Your instructions
Reproduce the entries shown below only from the line with "fn eq(&self, other: &Self)" down to the line with "fn cmp(&self, other: &Self)", keeping both end lines and copying each one exactly.

Data to process
=====

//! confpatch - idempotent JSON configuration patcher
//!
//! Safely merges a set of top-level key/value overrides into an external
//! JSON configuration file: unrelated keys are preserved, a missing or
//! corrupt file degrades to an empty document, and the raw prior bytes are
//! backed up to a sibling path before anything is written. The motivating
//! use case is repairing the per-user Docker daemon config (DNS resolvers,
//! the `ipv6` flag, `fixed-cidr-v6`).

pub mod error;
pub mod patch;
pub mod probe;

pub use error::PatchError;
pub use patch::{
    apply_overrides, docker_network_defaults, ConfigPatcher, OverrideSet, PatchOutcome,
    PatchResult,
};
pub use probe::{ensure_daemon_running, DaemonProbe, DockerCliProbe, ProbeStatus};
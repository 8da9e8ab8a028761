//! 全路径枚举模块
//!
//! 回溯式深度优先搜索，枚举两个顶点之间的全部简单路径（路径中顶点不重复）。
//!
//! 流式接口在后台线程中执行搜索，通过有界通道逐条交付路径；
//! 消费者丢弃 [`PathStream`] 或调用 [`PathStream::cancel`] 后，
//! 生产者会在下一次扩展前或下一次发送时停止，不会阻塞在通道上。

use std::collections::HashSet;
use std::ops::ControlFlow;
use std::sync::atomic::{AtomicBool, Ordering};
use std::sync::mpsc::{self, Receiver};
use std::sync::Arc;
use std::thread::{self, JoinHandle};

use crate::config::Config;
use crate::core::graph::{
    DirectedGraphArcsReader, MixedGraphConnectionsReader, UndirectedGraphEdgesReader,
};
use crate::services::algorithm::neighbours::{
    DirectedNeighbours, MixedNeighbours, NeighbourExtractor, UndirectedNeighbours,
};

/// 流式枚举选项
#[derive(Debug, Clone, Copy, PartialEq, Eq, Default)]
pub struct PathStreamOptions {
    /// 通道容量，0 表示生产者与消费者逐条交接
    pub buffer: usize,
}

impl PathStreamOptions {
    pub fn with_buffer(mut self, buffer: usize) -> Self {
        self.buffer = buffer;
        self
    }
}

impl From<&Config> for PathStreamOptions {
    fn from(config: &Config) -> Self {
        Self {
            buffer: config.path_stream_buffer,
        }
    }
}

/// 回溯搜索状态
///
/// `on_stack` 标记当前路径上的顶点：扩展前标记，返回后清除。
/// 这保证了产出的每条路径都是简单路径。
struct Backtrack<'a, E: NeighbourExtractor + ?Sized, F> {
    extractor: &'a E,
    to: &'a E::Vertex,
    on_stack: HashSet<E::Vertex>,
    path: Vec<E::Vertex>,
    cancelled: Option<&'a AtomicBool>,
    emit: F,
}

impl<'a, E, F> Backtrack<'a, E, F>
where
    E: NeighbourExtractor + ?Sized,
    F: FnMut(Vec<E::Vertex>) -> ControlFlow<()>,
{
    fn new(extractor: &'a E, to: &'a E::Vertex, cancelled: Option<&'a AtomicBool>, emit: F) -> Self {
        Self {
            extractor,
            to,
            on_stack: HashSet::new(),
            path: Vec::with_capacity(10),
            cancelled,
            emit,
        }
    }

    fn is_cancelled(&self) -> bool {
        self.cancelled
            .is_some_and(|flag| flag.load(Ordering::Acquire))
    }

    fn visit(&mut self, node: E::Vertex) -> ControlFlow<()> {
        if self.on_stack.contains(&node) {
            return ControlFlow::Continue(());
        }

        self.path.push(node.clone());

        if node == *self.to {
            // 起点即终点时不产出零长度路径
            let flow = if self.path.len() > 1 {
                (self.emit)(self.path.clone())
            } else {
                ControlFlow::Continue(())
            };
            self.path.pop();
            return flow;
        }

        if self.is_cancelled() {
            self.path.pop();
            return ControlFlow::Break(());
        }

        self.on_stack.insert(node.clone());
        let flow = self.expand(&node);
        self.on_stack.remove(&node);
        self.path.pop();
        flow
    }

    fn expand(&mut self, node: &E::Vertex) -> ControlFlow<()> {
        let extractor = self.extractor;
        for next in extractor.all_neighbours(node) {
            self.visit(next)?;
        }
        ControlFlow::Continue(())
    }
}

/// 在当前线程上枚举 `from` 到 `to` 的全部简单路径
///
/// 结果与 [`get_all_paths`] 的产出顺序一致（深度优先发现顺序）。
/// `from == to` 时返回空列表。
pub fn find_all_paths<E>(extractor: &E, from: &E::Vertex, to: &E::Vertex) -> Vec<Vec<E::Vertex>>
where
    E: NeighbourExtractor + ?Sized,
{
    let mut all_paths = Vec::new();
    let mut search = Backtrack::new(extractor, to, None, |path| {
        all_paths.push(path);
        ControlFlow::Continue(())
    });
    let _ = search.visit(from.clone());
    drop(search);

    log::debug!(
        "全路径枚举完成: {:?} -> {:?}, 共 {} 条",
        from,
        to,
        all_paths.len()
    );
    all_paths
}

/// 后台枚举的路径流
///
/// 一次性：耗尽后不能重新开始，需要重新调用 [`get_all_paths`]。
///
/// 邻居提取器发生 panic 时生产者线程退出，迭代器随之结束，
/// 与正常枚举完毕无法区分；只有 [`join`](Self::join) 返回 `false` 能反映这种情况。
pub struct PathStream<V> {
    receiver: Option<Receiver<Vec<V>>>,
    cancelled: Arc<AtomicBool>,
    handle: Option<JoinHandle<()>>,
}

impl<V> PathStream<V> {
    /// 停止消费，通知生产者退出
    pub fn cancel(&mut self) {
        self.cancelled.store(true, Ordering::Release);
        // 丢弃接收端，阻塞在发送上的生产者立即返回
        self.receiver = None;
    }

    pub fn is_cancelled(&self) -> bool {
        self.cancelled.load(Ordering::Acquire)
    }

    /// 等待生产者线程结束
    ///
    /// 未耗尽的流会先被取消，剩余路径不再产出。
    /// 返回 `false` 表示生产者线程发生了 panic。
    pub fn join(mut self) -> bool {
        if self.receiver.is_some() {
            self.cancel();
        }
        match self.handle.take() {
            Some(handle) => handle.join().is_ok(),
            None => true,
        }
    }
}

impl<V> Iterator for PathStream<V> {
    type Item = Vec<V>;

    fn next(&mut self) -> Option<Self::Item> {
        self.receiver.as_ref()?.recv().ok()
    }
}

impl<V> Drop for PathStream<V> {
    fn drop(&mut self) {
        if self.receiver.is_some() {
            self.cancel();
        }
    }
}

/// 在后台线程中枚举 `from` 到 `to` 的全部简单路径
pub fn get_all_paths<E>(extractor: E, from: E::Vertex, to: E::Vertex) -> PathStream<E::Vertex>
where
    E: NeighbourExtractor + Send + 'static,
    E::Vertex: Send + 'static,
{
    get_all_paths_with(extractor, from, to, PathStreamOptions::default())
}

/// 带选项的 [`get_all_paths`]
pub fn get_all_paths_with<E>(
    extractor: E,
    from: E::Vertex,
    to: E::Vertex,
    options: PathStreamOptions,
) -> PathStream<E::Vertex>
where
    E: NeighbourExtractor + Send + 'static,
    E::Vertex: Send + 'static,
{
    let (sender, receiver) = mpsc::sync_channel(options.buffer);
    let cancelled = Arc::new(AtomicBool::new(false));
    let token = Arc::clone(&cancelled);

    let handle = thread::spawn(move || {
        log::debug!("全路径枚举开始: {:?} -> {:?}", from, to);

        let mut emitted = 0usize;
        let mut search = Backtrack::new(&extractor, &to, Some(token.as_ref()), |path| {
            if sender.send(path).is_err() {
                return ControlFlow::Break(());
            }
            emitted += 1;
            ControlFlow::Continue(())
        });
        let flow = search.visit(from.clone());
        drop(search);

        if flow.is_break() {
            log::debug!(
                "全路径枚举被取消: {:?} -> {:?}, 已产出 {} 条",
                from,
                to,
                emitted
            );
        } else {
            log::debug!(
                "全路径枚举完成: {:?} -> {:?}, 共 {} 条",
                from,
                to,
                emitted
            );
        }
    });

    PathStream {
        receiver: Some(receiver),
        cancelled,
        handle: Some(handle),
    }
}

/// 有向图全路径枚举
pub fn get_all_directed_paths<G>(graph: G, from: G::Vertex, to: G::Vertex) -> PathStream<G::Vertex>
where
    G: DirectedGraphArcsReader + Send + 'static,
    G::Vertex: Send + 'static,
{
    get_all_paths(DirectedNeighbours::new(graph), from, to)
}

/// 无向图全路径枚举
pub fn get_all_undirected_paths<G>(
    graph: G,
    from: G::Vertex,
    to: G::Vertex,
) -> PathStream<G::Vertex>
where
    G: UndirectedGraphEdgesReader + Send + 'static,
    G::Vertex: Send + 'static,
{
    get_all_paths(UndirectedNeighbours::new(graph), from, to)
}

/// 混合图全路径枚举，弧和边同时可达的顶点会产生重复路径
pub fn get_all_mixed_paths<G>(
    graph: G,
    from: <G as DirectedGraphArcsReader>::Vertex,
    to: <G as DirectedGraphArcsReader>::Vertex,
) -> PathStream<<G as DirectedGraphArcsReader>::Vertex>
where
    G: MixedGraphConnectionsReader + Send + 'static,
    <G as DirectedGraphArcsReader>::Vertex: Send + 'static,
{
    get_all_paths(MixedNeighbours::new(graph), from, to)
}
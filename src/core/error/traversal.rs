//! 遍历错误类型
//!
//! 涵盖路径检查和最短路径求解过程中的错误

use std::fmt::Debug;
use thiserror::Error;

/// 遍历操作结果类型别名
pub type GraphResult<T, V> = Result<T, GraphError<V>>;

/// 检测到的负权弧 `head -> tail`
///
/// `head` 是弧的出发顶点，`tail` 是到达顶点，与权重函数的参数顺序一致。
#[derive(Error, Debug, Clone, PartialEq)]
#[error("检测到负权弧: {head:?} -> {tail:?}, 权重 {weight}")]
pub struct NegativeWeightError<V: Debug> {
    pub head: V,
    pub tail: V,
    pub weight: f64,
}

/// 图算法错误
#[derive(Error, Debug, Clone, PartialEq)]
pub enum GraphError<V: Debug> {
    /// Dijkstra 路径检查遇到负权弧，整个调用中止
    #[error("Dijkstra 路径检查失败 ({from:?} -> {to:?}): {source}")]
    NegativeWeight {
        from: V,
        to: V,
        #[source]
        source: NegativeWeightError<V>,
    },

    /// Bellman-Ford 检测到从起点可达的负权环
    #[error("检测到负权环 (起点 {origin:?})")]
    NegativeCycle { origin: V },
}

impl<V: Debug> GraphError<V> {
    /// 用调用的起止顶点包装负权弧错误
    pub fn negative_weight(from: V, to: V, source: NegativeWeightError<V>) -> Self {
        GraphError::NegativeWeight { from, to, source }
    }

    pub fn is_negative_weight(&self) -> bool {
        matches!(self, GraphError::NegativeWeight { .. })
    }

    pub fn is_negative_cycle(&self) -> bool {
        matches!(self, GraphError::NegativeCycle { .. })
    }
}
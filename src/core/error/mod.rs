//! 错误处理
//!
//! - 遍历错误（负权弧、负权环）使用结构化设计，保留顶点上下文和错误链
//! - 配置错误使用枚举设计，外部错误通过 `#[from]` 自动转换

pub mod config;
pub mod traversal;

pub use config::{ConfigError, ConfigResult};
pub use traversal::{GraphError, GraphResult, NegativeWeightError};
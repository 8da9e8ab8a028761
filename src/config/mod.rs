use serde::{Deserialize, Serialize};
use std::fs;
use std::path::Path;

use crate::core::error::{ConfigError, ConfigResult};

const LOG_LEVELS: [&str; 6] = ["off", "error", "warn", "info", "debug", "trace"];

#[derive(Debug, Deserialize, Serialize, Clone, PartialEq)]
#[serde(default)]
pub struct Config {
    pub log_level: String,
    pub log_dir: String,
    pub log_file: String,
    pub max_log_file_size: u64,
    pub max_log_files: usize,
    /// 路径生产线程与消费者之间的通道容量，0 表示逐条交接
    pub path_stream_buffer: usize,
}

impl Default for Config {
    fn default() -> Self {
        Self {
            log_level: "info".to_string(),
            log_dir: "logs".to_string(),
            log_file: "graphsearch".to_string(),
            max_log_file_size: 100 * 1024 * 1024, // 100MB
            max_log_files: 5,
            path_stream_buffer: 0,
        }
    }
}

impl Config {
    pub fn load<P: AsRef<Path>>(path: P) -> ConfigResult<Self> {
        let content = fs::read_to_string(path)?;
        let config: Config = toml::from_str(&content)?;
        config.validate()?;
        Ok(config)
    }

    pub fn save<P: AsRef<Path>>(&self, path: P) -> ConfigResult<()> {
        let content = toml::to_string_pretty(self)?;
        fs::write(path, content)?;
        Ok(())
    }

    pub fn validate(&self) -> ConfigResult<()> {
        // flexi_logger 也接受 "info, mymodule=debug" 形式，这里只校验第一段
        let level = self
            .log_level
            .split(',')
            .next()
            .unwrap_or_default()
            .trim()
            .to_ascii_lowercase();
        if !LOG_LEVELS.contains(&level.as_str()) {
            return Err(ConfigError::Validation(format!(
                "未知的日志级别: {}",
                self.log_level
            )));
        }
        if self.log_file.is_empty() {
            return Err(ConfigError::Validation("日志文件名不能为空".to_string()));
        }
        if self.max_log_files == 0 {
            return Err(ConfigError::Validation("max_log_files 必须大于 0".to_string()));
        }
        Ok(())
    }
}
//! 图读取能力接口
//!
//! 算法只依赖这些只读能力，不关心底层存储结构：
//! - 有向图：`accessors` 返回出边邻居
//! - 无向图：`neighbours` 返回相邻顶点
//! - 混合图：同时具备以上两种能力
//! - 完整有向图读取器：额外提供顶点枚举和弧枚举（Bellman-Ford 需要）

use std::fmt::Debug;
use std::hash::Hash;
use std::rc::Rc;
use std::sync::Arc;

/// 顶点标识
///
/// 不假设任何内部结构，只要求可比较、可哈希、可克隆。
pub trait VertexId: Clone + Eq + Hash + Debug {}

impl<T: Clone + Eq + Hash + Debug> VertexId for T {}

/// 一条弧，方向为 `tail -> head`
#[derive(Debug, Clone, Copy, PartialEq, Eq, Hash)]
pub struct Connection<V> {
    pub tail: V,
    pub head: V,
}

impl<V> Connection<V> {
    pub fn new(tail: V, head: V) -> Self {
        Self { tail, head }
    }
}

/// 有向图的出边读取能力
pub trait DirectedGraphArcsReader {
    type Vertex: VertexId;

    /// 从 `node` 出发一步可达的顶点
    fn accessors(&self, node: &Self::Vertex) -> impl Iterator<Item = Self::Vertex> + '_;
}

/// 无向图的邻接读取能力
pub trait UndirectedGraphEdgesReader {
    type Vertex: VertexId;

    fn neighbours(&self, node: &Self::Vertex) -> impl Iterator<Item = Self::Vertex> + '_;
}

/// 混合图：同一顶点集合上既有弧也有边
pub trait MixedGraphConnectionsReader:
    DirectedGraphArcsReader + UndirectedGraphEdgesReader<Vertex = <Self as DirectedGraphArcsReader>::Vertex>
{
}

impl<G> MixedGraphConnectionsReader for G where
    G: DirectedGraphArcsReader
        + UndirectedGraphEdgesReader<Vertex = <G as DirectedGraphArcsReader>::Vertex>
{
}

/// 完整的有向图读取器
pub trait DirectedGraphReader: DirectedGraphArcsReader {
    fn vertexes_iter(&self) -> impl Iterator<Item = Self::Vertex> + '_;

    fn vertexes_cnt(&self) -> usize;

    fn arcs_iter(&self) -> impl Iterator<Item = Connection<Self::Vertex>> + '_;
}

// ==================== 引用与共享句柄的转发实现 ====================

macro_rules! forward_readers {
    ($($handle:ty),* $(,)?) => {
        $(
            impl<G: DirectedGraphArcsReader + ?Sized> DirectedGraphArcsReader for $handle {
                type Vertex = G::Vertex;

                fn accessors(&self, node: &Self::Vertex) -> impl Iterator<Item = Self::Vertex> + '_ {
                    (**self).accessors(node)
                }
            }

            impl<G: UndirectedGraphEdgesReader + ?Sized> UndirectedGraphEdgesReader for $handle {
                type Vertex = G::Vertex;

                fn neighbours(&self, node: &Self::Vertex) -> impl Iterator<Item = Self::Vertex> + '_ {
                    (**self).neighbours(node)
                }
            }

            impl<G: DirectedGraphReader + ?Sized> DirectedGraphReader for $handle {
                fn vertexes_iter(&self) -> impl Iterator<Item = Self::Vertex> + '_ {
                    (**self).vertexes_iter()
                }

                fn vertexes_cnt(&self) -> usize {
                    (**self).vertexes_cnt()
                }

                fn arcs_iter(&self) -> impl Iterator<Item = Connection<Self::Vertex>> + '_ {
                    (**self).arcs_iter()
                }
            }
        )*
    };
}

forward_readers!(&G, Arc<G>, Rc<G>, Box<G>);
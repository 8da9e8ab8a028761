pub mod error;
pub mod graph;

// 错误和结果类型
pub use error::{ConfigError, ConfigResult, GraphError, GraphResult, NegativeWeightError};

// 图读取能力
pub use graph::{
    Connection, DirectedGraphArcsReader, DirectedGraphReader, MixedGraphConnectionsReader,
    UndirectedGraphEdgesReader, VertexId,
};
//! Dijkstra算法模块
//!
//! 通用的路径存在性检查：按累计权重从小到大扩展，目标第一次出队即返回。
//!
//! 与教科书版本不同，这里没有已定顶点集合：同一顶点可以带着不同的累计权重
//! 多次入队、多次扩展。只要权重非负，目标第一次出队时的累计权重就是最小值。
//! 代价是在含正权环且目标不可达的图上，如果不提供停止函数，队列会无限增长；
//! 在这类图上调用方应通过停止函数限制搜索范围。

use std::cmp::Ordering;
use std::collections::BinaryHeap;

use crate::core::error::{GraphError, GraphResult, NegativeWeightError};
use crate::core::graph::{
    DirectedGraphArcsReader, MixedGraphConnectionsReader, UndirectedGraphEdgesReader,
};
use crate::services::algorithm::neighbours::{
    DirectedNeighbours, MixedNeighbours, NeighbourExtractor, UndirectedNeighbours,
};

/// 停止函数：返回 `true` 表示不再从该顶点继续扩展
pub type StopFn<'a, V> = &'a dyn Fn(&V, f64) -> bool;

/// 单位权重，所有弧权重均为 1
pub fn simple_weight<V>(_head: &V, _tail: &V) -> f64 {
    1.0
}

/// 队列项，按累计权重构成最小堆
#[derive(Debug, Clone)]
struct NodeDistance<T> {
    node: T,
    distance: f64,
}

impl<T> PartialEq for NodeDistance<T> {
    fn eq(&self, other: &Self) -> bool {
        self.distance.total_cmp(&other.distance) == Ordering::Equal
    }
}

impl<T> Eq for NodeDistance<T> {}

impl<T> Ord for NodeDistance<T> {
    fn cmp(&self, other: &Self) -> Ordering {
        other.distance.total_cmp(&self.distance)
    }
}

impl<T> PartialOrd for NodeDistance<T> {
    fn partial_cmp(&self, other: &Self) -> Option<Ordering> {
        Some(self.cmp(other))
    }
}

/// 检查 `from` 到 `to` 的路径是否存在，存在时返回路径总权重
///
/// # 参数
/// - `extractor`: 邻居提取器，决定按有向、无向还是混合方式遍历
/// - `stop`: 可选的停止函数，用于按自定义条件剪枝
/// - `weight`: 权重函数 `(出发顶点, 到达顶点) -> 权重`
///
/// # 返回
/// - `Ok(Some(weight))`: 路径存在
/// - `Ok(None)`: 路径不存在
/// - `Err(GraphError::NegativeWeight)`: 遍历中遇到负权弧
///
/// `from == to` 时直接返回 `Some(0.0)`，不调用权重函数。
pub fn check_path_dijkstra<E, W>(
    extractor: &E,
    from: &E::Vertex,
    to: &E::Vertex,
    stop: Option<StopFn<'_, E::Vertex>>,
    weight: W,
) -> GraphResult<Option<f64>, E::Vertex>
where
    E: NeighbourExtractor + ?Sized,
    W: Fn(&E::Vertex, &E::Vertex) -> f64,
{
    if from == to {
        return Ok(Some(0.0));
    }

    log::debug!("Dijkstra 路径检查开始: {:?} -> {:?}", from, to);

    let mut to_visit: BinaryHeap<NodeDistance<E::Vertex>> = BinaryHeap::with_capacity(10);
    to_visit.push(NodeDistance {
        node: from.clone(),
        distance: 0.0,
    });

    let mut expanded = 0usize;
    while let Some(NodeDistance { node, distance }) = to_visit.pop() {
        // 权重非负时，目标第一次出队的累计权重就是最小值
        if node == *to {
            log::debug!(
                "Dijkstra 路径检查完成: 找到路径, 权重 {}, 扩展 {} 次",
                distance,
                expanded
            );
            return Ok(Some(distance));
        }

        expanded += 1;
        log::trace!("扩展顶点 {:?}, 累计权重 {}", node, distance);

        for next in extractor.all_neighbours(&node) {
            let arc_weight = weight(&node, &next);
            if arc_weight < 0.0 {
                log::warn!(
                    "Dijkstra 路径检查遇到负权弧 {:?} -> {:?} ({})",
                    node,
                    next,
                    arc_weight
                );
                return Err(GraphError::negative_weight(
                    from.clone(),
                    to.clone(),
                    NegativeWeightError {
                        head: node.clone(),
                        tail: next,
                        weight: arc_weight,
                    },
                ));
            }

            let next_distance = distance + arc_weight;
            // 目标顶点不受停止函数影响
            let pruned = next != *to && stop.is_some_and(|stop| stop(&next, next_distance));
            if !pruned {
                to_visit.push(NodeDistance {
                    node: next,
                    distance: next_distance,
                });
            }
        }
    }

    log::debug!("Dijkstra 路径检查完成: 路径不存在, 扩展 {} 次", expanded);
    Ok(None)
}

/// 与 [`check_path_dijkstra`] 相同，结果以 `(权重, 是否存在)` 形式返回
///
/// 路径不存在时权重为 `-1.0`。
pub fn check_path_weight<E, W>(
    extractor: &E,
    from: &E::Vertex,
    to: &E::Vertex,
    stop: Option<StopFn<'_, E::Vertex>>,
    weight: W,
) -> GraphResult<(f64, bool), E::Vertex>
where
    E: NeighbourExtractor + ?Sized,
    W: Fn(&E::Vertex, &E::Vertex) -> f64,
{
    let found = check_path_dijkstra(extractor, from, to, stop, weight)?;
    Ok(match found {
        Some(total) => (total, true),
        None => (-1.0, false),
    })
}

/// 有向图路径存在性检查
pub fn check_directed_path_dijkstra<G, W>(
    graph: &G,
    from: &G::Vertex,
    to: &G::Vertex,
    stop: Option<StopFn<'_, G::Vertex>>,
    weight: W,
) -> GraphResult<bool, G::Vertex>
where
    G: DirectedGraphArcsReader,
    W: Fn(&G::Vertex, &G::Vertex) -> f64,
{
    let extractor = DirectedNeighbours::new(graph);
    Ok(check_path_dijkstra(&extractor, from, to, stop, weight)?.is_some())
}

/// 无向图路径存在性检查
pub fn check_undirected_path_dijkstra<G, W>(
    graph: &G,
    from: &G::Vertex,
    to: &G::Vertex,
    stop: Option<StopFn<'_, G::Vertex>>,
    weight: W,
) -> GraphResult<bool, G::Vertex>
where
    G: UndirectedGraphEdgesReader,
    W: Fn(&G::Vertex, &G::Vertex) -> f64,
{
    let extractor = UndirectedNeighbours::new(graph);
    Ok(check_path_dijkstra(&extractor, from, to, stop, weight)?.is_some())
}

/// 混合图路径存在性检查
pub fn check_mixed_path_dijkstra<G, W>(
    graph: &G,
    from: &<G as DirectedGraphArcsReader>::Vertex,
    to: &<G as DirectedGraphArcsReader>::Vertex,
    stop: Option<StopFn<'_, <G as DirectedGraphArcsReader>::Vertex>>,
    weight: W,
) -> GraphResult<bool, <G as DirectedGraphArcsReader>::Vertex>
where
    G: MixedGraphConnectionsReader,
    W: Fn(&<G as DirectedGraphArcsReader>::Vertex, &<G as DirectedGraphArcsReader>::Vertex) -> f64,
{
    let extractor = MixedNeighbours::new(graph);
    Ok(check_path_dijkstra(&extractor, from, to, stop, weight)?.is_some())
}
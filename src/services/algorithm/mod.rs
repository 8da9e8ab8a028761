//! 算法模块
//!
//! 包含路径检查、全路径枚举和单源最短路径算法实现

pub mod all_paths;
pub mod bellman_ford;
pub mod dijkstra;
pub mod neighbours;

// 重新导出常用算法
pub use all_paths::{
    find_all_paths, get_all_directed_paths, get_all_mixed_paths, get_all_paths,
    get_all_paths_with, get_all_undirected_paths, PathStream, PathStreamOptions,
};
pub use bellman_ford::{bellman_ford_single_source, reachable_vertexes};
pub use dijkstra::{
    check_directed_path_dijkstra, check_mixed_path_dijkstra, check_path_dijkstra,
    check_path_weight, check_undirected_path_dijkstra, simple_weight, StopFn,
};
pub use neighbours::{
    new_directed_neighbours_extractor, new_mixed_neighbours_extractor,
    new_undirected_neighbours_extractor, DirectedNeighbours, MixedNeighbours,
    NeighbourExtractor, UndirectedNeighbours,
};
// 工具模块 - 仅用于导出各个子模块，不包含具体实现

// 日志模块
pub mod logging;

=====

Your response
    fn eq(&self, other: &Self) -> bool {
        self.distance.total_cmp(&other.distance) == Ordering::Equal
    }
}

impl<T> Eq for NodeDistance<T> {}

impl<T> Ord for NodeDistance<T> {
    fn cmp(&self, other: &Self) -> Ordering {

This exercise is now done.